**What to do:** Retype the records below from their first line through the line containing "The ARC optimizer", and include nothing else.

Saved entries
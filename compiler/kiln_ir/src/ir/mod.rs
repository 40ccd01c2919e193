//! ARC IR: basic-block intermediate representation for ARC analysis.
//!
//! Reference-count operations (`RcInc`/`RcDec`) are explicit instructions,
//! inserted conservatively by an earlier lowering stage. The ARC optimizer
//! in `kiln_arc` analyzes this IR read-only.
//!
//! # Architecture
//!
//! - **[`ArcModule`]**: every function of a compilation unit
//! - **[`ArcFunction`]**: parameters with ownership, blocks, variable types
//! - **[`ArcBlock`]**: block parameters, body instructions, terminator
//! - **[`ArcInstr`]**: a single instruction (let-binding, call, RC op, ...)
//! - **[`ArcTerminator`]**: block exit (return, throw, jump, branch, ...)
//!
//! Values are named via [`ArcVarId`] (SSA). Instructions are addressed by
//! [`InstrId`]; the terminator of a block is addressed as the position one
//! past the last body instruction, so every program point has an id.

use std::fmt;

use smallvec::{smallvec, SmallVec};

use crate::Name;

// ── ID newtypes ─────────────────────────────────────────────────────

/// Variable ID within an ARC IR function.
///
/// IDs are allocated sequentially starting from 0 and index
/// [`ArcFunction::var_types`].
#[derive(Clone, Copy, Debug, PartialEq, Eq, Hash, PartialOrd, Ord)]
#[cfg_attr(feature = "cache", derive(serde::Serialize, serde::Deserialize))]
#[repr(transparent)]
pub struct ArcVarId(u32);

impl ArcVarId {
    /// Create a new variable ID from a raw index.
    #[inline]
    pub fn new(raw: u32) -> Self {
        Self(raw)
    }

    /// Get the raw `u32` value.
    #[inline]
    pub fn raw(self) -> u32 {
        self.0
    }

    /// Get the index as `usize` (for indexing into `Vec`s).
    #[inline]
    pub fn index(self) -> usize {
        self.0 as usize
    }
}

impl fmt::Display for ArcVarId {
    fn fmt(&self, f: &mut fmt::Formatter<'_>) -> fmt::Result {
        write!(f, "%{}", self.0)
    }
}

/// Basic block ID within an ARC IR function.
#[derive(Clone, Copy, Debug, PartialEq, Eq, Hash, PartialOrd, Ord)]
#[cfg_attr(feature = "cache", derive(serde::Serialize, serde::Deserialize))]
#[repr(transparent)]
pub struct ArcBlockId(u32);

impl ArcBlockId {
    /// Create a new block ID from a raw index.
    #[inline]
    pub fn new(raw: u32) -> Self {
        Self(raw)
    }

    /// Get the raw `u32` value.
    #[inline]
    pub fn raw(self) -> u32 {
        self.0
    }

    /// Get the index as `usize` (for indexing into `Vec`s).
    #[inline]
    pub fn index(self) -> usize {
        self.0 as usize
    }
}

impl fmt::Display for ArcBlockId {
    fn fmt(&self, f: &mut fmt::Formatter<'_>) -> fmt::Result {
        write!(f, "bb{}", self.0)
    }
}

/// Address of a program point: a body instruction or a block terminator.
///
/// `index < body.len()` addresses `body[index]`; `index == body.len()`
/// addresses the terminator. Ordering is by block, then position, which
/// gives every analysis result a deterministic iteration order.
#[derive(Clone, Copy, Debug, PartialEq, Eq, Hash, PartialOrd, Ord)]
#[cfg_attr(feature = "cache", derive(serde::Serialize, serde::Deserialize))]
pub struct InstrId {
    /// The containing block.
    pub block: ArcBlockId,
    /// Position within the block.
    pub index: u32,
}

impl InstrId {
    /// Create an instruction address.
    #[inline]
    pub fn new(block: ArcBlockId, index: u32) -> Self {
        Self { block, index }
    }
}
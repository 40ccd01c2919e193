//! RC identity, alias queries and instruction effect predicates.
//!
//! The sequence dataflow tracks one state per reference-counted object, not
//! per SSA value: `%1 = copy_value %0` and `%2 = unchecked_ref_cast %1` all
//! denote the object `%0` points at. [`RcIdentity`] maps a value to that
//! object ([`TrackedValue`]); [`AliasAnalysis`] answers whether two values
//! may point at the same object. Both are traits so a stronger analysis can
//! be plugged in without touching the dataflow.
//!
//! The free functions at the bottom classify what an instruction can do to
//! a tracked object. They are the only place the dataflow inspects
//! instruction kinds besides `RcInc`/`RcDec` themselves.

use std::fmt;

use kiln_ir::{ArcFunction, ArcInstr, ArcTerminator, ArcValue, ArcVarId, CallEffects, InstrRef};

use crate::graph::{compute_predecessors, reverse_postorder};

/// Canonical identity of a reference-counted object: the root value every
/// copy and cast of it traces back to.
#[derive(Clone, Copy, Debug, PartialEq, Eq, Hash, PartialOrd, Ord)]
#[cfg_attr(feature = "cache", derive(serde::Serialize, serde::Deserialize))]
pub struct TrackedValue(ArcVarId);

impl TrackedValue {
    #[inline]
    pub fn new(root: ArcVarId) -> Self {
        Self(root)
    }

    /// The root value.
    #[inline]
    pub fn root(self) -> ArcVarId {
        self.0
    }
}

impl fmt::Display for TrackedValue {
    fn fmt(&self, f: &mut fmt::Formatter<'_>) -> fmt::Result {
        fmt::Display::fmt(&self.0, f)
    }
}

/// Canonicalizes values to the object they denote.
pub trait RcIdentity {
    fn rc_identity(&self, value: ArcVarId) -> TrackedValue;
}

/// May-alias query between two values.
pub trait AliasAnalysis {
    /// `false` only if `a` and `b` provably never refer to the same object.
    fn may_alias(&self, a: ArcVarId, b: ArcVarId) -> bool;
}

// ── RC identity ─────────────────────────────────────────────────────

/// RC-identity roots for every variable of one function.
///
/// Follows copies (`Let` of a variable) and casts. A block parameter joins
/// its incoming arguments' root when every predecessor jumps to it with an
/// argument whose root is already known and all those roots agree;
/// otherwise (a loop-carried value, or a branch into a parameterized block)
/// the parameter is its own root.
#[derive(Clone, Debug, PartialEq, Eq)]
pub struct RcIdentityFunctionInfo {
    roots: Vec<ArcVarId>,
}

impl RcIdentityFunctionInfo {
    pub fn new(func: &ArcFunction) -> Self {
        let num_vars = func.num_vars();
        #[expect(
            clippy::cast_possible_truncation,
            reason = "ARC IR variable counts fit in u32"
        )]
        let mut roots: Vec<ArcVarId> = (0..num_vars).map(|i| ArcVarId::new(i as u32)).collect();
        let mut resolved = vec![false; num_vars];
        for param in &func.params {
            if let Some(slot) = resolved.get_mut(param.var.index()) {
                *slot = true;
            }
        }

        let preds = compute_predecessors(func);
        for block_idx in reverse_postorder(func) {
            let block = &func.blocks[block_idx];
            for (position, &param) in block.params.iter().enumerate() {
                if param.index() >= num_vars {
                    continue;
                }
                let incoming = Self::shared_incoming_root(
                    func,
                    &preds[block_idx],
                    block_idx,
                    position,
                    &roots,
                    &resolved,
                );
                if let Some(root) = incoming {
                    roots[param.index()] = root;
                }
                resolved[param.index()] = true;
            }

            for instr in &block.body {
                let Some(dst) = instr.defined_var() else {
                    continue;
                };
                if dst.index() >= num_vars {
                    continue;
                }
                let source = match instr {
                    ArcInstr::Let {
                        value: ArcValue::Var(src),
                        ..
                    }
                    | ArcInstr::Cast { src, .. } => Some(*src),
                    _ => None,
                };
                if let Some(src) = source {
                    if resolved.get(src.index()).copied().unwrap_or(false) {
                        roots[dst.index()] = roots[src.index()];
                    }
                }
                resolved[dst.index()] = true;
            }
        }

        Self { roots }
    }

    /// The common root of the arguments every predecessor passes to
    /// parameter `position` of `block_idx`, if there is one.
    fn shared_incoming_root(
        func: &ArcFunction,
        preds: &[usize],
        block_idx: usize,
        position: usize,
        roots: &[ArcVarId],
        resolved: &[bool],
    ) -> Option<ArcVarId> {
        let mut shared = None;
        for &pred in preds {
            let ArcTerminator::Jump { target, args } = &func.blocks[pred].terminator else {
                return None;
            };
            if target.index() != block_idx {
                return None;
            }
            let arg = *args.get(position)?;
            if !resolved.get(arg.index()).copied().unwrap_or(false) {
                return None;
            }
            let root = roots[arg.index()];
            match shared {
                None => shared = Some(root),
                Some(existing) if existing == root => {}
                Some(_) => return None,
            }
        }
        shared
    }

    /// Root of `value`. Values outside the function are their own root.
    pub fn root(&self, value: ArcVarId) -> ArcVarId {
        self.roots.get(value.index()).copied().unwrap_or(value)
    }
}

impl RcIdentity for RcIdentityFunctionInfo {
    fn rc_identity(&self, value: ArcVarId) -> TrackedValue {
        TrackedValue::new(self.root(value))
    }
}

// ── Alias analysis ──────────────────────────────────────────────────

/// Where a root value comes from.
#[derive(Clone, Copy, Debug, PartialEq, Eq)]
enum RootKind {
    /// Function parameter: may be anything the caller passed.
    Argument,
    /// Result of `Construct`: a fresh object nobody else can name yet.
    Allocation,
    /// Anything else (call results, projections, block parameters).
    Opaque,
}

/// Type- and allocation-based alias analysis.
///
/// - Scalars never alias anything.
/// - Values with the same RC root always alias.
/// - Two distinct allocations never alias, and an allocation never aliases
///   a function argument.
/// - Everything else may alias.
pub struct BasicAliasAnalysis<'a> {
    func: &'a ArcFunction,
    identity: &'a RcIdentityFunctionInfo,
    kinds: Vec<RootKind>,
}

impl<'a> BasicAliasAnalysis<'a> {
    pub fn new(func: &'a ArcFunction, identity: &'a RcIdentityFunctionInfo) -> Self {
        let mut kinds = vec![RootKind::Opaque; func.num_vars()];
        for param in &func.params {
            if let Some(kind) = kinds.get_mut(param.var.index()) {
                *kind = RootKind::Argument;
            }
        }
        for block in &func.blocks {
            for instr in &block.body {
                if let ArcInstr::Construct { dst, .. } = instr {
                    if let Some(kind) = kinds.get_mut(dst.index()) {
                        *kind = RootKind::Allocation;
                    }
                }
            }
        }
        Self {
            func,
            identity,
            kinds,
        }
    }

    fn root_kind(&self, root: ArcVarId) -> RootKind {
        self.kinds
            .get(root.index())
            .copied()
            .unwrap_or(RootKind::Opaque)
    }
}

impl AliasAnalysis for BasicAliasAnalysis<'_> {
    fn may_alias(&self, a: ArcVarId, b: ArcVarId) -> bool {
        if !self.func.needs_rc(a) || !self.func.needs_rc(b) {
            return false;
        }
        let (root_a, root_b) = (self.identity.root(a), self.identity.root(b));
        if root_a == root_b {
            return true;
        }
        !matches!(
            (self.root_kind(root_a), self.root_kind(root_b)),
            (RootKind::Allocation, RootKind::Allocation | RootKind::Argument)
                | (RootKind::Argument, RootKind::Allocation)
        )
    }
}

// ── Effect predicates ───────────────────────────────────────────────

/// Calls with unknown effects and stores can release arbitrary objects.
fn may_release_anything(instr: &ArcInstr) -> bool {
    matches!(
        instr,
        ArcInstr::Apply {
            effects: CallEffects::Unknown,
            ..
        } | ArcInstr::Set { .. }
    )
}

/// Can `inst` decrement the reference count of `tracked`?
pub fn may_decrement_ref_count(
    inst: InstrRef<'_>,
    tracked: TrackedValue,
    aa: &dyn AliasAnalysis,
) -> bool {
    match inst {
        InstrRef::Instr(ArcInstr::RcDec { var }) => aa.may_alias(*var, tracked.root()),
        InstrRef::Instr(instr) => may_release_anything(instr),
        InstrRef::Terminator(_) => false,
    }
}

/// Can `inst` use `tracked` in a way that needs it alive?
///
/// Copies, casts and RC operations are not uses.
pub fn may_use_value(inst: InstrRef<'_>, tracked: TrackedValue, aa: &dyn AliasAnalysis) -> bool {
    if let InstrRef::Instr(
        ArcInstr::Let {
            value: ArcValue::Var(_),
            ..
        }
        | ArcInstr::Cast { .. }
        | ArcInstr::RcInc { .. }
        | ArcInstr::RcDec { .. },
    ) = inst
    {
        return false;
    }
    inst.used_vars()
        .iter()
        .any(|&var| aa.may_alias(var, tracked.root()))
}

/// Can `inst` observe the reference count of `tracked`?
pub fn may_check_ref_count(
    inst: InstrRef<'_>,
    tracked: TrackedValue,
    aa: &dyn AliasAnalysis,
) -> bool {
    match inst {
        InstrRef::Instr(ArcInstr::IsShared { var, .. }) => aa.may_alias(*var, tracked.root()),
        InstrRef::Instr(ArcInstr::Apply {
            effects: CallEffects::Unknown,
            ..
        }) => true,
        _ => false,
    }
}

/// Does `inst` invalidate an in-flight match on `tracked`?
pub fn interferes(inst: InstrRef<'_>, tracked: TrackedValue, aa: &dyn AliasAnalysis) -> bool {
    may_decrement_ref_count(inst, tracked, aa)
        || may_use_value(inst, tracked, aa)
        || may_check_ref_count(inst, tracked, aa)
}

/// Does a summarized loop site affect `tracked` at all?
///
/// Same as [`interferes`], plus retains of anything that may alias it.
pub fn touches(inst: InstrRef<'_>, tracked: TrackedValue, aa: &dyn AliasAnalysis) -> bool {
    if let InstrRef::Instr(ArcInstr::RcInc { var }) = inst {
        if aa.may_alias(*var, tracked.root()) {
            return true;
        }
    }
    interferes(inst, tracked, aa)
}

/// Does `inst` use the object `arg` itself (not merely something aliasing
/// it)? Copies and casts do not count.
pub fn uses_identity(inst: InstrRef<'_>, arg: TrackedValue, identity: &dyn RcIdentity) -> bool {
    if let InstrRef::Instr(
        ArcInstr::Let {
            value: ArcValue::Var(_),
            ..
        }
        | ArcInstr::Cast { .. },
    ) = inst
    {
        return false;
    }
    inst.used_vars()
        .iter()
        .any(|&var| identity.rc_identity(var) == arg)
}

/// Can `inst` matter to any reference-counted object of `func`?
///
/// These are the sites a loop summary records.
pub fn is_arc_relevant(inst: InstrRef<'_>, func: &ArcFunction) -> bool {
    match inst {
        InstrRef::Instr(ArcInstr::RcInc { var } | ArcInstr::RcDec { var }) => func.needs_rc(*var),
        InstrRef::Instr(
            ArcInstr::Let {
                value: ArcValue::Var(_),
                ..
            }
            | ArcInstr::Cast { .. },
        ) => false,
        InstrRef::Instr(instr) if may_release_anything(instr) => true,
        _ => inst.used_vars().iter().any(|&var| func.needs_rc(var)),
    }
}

**Written answer:**
filename compiler/kiln_ir/src/ir/mod.rs
repository 40ccd01c2919e193
//! ARC IR: basic-block intermediate representation for ARC analysis.
//!
//! Reference-count operations (`RcInc`/`RcDec`) are explicit instructions,
//! inserted conservatively by an earlier lowering stage. The ARC optimizer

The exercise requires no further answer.